In a letter to Raymond Jyo, deputy district engineer for Program and Project and Management of DOD, Cabrera said the advisory board will allow community members who are the stakeholders to have a voice and actively participate in the decision-making related to their village’s restoration.

The RAB will be composed of DEQ, Honolulu Army Corps and the Historic Preservation Office as standing members. Community members in Tanapag village can sit in the RAB so that they can voice out their concern on certain issues and be kept abreast of the development.

PCB and dioxin contamination spread in Tanapag village when an unknown number of electrical capacitors containing 100 percent PCB oil were left by the U.S. military in the 1960s.

PCBs are a group of manufactured organic chemicals that contain 209 individual chlorinated chemicals (known as congeners). They have been used widely as coolants and lubricants in transformers, capacitors and other electrical equipment.

Manufacturing of PCB was stopped in the United States in 1977 because of evidences pointing to its harmful effects on the environment and people’s health.

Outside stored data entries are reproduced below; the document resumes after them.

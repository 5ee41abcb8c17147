//! Request cache counters.

use std::sync::atomic::{AtomicU64, Ordering};

use serde::Serialize;

/// Counters for the paths taken through a request cache.
#[derive(Debug, Default)]
pub struct CacheStats {
    hits: AtomicU64,
    misses: AtomicU64,
    bypasses: AtomicU64,
    network_failures: AtomicU64,
    storage_errors: AtomicU64,
}

/// Point-in-time copy of [`CacheStats`].
#[derive(Debug, Clone, Copy, Default, PartialEq, Eq, Serialize)]
pub struct CacheStatsSnapshot {
    pub hits: u64,
    pub misses: u64,
    pub bypasses: u64,
    pub network_failures: u64,
    pub storage_errors: u64,
}

impl CacheStatsSnapshot {
    /// Fraction of cacheable lookups served from the store.
    pub fn hit_ratio(&self) -> Option<f64> {
        let lookups = self.hits + self.misses;
        (lookups > 0).then(|| self.hits as f64 / lookups as f64)
    }
}

impl CacheStats {
    pub fn record_hit(&self) {
        self.hits.fetch_add(1, Ordering::Relaxed);
    }

    pub fn record_miss(&self) {
        self.misses.fetch_add(1, Ordering::Relaxed);
    }

    pub fn record_bypass(&self) {
        self.bypasses.fetch_add(1, Ordering::Relaxed);
    }

    pub fn record_network_failure(&self) {
        self.network_failures.fetch_add(1, Ordering::Relaxed);
    }

    pub fn record_storage_error(&self) {
        self.storage_errors.fetch_add(1, Ordering::Relaxed);
    }

    /// Copy the current counter values.
    pub fn snapshot(&self) -> CacheStatsSnapshot {
        CacheStatsSnapshot {
            hits: self.hits.load(Ordering::Relaxed),
            misses: self.misses.load(Ordering::Relaxed),
            bypasses: self.bypasses.load(Ordering::Relaxed),
            network_failures: self.network_failures.load(Ordering::Relaxed),
            storage_errors: self.storage_errors.load(Ordering::Relaxed),
        }
    }
}

#[cfg(test)]
mod tests {
    use super::*;

    #[test]
    fn test_counters() {
        let stats = CacheStats::default();
        stats.record_hit();
        stats.record_hit();
        stats.record_miss();
        stats.record_bypass();
        stats.record_storage_error();

        let snap = stats.snapshot();
        assert_eq!(snap.hits, 2);
        assert_eq!(snap.misses, 1);
        assert_eq!(snap.bypasses, 1);
        assert_eq!(snap.network_failures, 0);
        assert_eq!(snap.storage_errors, 1);
    }

    #[test]
    fn test_hit_ratio() {
        assert_eq!(CacheStatsSnapshot::default().hit_ratio(), None);

        let snap = CacheStatsSnapshot {
            hits: 3,
            misses: 1,
            ..Default::default()
        };
        assert_eq!(snap.hit_ratio(), Some(0.75));
    }
}
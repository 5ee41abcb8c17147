//! Core types shared by the SalesDesk console crates.
//!
//! This crate provides the fundamental types:
//! - `Method` - HTTP method understood by the transport and the cache
//! - `RequestId` - Identifier used to correlate log lines of one request
//! - `ConsoleConfig` - Configuration model for the API client, cache and CLI

mod config;
mod context;

pub use config::*;
pub use context::*;
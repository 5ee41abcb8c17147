//! Sale computations.

use anyhow::{Context as _, Result};
use salesdesk_commerce::catalog::Catalog;
use salesdesk_commerce::sale::{summarize, LineItem, SaleSummary};
use salesdesk_commerce::{Currency, Money};

use super::{SaleArgs, SaleCommand};
use crate::context::Context;

/// Run the sale command.
pub async fn run(args: SaleArgs, ctx: &Context) -> Result<()> {
    match args.command {
        SaleCommand::Total {
            items,
            paid,
            catalog,
        } => total(&items, paid.as_deref(), catalog.as_deref(), ctx).await,
    }
}

async fn total(
    items: &[LineItem],
    paid: Option<&str>,
    catalog_file: Option<&str>,
    ctx: &Context,
) -> Result<()> {
    let currency = ctx.currency()?;
    let catalog = match catalog_file {
        Some(path) => load_catalog(path, currency, ctx)?,
        None => fetch_catalog(currency, ctx).await?,
    };
    ctx.output
        .debug(&format!("Catalog has {} products", catalog.len()));

    let paid = match paid {
        Some(amount) => Money::parse(amount, currency)?,
        None => Money::zero(currency),
    };

    let summary = summarize(items, &catalog, paid)?;

    if ctx.output.is_json() {
        ctx.output.json(&summary);
        return Ok(());
    }

    print_summary(&summary, ctx);
    Ok(())
}

fn load_catalog(path: &str, currency: Currency, ctx: &Context) -> Result<Catalog> {
    let path = ctx.resolve_path(path);
    let bytes = std::fs::read(&path)
        .with_context(|| format!("Failed to read catalog file: {}", path.display()))?;
    Catalog::from_json(&bytes, currency)
        .with_context(|| format!("Failed to parse catalog file: {}", path.display()))
}

async fn fetch_catalog(currency: Currency, ctx: &Context) -> Result<Catalog> {
    let client = ctx.api_client()?;

    let spinner = ctx.output.spinner("Loading products");
    let response = client.get("/products").await;
    spinner.finish_and_clear();

    let response = response
        .context("Failed to load products")?
        .error_for_status()
        .context("Failed to load products (is the backend reachable, are you logged in?)")?;
    Catalog::from_json(&response.body, currency).context("Unexpected /products response")
}

fn print_summary(summary: &SaleSummary, ctx: &Context) {
    ctx.output.header("Sale");

    let widths = [24, 18, 14];
    for line in &summary.lines {
        let name = line
            .name
            .clone()
            .unwrap_or_else(|| line.product_id.to_string());
        ctx.output.table_row(
            &[&name, &line.label(), &line.subtotal.display()],
            &widths,
        );
    }

    ctx.output.raw("");
    ctx.output.kv("Total", &summary.total.display());
    ctx.output.kv("Paid", &summary.paid.display());
    ctx.output.kv("Outstanding", &summary.outstanding.display());

    if summary.change_due().is_positive() {
        ctx.output
            .info(&format!("Change due: {}", summary.change_due().display()));
    }

    for line in summary.unresolved() {
        ctx.output.warn(&format!(
            "Product {} not in catalog; counted as zero",
            line.product_id
        ));
    }
}
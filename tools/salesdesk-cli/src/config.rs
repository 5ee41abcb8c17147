//! Configuration file loading and saving.

use std::path::{Path, PathBuf};

use anyhow::{Context, Result};
use salesdesk_core::ConsoleConfig;

/// File names searched for, in order, in each directory.
pub const CONFIG_NAMES: [&str; 3] = ["salesdesk.toml", ".salesdesk.toml", "salesdesk.json"];

/// Whether `path` names a JSON config file.
pub fn is_json(path: &Path) -> bool {
    path.extension().and_then(|e| e.to_str()) == Some("json")
}

/// Load config from a TOML or JSON file (chosen by extension).
pub fn load(path: &Path) -> Result<ConsoleConfig> {
    let content = std::fs::read_to_string(path)
        .with_context(|| format!("Failed to read config file: {}", path.display()))?;

    if is_json(path) {
        serde_json::from_str(&content)
            .with_context(|| format!("Failed to parse JSON config: {}", path.display()))
    } else {
        toml::from_str(&content)
            .with_context(|| format!("Failed to parse TOML config: {}", path.display()))
    }
}

/// Save config to a TOML or JSON file (chosen by extension).
pub fn save(config: &ConsoleConfig, path: &Path) -> Result<()> {
    let content = if is_json(path) {
        serde_json::to_string_pretty(config)?
    } else {
        toml::to_string_pretty(config)?
    };

    std::fs::write(path, content)
        .with_context(|| format!("Failed to write config file: {}", path.display()))
}

/// Find the nearest config file walking up from `start`.
pub fn find(start: &Path) -> Option<PathBuf> {
    let mut current = start.to_path_buf();
    loop {
        for name in CONFIG_NAMES {
            let candidate = current.join(name);
            if candidate.is_file() {
                return Some(candidate);
            }
        }
        if !current.pop() {
            return None;
        }
    }
}

/// Generate a commented default salesdesk.toml.
pub fn generate_default_config() -> String {
    r#"# SalesDesk console configuration

[api]
base_url = "http://localhost:4000/api"
token_header = "x-access-token"
# timeout_secs = 30

[cache]
enabled = true
namespace = "api-cache"
# dir = "~/.local/share/salesdesk/cache"
# "method-url" or "method-url-body"
key_strategy = "method-url"

[sale]
currency = "BOB"

[log]
# "human" or "json"
format = "human"
# filter = "salesdesk=debug"
"#
    .to_string()
}

#[cfg(test)]
mod tests {
    use salesdesk_core::{KeyStrategy, LogFormat};

    use super::*;

    #[test]
    fn test_default_config_parses_to_defaults() {
        let config: ConsoleConfig = toml::from_str(&generate_default_config()).unwrap();
        assert_eq!(config, ConsoleConfig::default());
    }

    #[test]
    fn test_save_and_load_toml_and_json() {
        let dir = tempfile::tempdir().unwrap();
        let mut config = ConsoleConfig::default();
        config.cache.key_strategy = KeyStrategy::MethodUrlBody;
        config.log.format = LogFormat::Json;

        for name in ["salesdesk.toml", "salesdesk.json"] {
            let path = dir.path().join(name);
            save(&config, &path).unwrap();
            assert_eq!(load(&path).unwrap(), config);
        }
    }

    #[test]
    fn test_load_reports_bad_file() {
        let dir = tempfile::tempdir().unwrap();
        let path = dir.path().join("salesdesk.toml");
        std::fs::write(&path, "[api\nbase_url = ").unwrap();

        let err = load(&path).unwrap_err();
        assert!(format!("{:#}", err).contains("Failed to parse TOML config"));
        assert!(load(&dir.path().join("missing.toml")).is_err());
    }

    #[test]
    fn test_find_walks_up() {
        let dir = tempfile::tempdir().unwrap();
        let nested = dir.path().join("a").join("b");
        std::fs::create_dir_all(&nested).unwrap();
        std::fs::write(dir.path().join(".salesdesk.toml"), "").unwrap();

        assert_eq!(find(&nested), Some(dir.path().join(".salesdesk.toml")));
    }

    #[test]
    fn test_find_prefers_first_name() {
        let dir = tempfile::tempdir().unwrap();
        std::fs::write(dir.path().join("salesdesk.json"), "{}").unwrap();
        std::fs::write(dir.path().join("salesdesk.toml"), "").unwrap();

        assert_eq!(find(dir.path()), Some(dir.path().join("salesdesk.toml")));
    }
}
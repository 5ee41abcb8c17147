//! Product catalog module.
//!
//! A catalog maps product IDs to products priced in one currency.

mod product;

pub use product::Product;

use std::collections::HashMap;

use serde::Deserialize;

use crate::error::CommerceError;
use crate::ids::ProductId;
use crate::money::{Currency, Money};

/// Products available to a sale, keyed by ID.
#[derive(Debug, Clone, Default, PartialEq)]
pub struct Catalog {
    currency: Currency,
    products: HashMap<ProductId, Product>,
}

/// Product listing as returned by `/products`: either a bare array or the
/// paginated `{ "productos": [...] }` envelope.
#[derive(Deserialize)]
#[serde(untagged)]
enum Listing {
    Page { productos: Vec<Product> },
    List(Vec<Product>),
}

impl Catalog {
    /// Create an empty catalog.
    pub fn new(currency: Currency) -> Self {
        Self {
            currency,
            products: HashMap::new(),
        }
    }

    /// Build a catalog from products. Later duplicates replace earlier ones.
    pub fn from_products(currency: Currency, products: impl IntoIterator<Item = Product>) -> Self {
        let mut catalog = Self::new(currency);
        catalog.extend(products);
        catalog
    }

    /// Parse a backend product listing.
    pub fn from_json(bytes: &[u8], currency: Currency) -> Result<Self, CommerceError> {
        let products = match serde_json::from_slice(bytes)? {
            Listing::Page { productos } => productos,
            Listing::List(list) => list,
        };
        Ok(Self::from_products(currency, products))
    }

    /// Currency prices are expressed in.
    pub fn currency(&self) -> Currency {
        self.currency
    }

    /// Add or replace a product.
    pub fn insert(&mut self, product: Product) {
        self.products.insert(product.id.clone(), product);
    }

    /// Add or replace several products.
    pub fn extend(&mut self, products: impl IntoIterator<Item = Product>) {
        for product in products {
            self.insert(product);
        }
    }

    /// Look up a product.
    pub fn get(&self, id: &ProductId) -> Option<&Product> {
        self.products.get(id)
    }

    /// Look up a product that must exist.
    pub fn require(&self, id: &ProductId) -> Result<&Product, CommerceError> {
        self.get(id)
            .ok_or_else(|| CommerceError::ProductNotFound(id.to_string()))
    }

    /// Unit price of a product, if it is in the catalog.
    pub fn unit_price(&self, id: &ProductId) -> Option<Money> {
        self.get(id).map(|p| p.unit_price(self.currency))
    }

    /// Number of products.
    pub fn len(&self) -> usize {
        self.products.len()
    }

    /// Check if the catalog has no products.
    pub fn is_empty(&self) -> bool {
        self.products.is_empty()
    }

    /// Iterate over products in no particular order.
    pub fn iter(&self) -> impl Iterator<Item = &Product> {
        self.products.values()
    }
}

#[cfg(test)]
mod tests {
    use super::*;

    #[test]
    fn test_catalog_lookup() {
        let catalog = Catalog::from_products(
            Currency::BOB,
            [Product::new("A", "Arroz", 10.0), Product::new("B", "Sal", 5.5)],
        );

        assert_eq!(catalog.len(), 2);
        assert_eq!(
            catalog.unit_price(&"B".into()),
            Some(Money::new(550, Currency::BOB))
        );
        assert_eq!(catalog.unit_price(&"Z".into()), None);
        assert!(matches!(
            catalog.require(&"Z".into()),
            Err(CommerceError::ProductNotFound(id)) if id == "Z"
        ));
    }

    #[test]
    fn test_catalog_from_paginated_listing() {
        let json = br#"{"productos": [{"_id": "A", "name": "Arroz", "price": 10}], "totalPages": 3}"#;
        let catalog = Catalog::from_json(json, Currency::BOB).unwrap();
        assert_eq!(catalog.len(), 1);
        assert_eq!(catalog.require(&"A".into()).unwrap().name, "Arroz");
    }

    #[test]
    fn test_catalog_from_bare_array() {
        let json = br#"[{"_id": "A", "price": 1.25}, {"_id": "A", "price": 2.5}]"#;
        let catalog = Catalog::from_json(json, Currency::USD).unwrap();
        assert_eq!(catalog.len(), 1);
        assert_eq!(catalog.unit_price(&"A".into()).unwrap().display(), "$2.50");
    }

    #[test]
    fn test_catalog_rejects_other_shapes() {
        assert!(matches!(
            Catalog::from_json(br#"{"message": "unauthorized"}"#, Currency::BOB),
            Err(CommerceError::Serialization(_))
        ));
    }
}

Experiments conducted on animals show that PCBs caused cancer as well as affected their immune, reproductive, nervous and endocrine systems. Studies in humans have raised further concerns regarding the cancer-causing potential of PCBs.

DEQ was only notified about the presence of these ceramic PCB capacitors in 1988. Residents had used these electrical capacitors in the village as boundary markers, road blocks for driveways, windbreaks for barbecue sites and headstones after they were abandoned by the US military. Others used the inner phenolic linings of the capacitors as rooftop decorations.